**WORK ITEM:**
Wherever the word "derive" appears in a line below, that line counts; report the total number of such lines only.

**Dataset entries:**
■ ■ ■ ■ ■

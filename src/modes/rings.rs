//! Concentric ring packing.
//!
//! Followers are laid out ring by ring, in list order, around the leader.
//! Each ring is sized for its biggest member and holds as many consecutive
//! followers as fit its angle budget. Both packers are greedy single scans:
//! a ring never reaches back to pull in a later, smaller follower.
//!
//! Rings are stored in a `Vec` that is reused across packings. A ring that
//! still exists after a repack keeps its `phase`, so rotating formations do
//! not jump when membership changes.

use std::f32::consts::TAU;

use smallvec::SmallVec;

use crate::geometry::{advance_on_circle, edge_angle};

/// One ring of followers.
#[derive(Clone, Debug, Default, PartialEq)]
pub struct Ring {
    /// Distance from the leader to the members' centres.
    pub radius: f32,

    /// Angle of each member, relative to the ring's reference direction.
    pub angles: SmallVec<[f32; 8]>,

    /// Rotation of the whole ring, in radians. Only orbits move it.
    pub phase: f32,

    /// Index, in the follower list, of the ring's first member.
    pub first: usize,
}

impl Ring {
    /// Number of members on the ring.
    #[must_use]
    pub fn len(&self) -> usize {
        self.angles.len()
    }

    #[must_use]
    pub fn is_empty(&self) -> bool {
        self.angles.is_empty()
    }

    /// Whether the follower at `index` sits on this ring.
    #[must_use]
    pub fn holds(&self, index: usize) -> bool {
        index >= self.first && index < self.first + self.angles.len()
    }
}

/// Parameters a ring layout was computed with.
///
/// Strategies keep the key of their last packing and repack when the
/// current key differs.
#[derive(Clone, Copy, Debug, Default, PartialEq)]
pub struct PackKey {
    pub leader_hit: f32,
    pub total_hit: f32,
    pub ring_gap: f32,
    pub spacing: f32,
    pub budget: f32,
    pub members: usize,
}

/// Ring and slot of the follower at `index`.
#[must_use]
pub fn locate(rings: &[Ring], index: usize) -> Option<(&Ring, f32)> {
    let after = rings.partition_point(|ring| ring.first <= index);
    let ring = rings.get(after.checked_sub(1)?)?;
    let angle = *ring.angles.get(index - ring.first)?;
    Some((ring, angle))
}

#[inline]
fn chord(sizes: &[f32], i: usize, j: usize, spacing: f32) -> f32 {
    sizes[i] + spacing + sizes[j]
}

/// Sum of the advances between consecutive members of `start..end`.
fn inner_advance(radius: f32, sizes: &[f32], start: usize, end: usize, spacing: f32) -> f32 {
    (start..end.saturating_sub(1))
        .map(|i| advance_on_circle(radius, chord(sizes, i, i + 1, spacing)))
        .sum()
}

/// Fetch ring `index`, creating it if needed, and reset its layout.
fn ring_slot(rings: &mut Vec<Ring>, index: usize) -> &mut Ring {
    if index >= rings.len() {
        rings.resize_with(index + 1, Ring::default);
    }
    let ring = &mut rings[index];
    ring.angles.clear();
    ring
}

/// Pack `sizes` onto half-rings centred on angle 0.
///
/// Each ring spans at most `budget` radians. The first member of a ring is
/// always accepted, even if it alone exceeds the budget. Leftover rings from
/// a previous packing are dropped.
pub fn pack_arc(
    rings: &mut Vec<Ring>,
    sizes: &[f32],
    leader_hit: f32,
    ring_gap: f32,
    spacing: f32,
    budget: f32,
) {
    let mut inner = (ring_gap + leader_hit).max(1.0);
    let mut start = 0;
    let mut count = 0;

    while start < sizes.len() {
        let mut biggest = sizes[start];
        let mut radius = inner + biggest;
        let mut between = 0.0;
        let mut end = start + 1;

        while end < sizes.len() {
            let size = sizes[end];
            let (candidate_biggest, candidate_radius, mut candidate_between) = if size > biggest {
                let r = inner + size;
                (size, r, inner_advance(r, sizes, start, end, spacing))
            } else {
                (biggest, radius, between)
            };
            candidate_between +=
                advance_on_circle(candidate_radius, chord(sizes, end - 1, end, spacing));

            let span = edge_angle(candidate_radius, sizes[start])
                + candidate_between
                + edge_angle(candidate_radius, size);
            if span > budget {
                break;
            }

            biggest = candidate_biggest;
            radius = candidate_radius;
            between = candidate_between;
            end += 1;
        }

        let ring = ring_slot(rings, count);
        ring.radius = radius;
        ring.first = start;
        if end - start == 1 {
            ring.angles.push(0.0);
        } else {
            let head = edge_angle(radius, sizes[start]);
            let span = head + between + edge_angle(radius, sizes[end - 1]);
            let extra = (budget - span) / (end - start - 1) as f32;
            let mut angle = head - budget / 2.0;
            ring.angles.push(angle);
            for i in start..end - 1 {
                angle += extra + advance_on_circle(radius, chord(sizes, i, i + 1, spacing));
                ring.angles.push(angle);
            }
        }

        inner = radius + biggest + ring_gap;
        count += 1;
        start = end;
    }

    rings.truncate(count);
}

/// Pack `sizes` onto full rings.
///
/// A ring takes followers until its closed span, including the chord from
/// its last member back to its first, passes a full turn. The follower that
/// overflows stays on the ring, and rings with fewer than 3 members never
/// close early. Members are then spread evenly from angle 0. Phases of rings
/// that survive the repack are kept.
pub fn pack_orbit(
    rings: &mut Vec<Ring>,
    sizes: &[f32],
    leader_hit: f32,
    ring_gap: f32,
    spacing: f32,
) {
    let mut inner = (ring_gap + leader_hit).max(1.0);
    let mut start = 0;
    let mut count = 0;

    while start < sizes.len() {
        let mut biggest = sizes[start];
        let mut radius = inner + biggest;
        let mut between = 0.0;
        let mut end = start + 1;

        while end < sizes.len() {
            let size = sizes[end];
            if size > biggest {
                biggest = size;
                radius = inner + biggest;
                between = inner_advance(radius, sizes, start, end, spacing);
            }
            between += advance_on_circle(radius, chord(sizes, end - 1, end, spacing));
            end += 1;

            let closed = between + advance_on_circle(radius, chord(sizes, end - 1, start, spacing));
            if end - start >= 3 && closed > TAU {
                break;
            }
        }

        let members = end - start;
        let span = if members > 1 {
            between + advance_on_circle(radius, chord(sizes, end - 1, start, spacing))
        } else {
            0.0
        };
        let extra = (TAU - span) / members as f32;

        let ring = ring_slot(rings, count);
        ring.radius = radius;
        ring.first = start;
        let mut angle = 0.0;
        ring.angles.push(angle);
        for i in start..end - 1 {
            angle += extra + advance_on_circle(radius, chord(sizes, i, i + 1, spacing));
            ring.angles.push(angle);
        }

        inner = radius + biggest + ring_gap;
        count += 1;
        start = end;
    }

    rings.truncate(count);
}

■ ■ ■ ■ ■

**ANSWER:**
2